What is needed: Gather up every line from the entries below that uses the word "Point".

Provided entries:
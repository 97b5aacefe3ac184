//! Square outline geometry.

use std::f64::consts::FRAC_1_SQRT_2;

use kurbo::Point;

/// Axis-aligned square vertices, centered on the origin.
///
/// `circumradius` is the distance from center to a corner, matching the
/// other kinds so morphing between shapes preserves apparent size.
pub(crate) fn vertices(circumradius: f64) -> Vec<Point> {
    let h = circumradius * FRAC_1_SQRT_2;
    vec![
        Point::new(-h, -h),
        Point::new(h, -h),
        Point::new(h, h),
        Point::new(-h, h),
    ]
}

Answer:
use kurbo::Point;
pub(crate) fn vertices(circumradius: f64) -> Vec<Point> {
        Point::new(-h, -h),
        Point::new(h, -h),
        Point::new(h, h),
        Point::new(-h, h),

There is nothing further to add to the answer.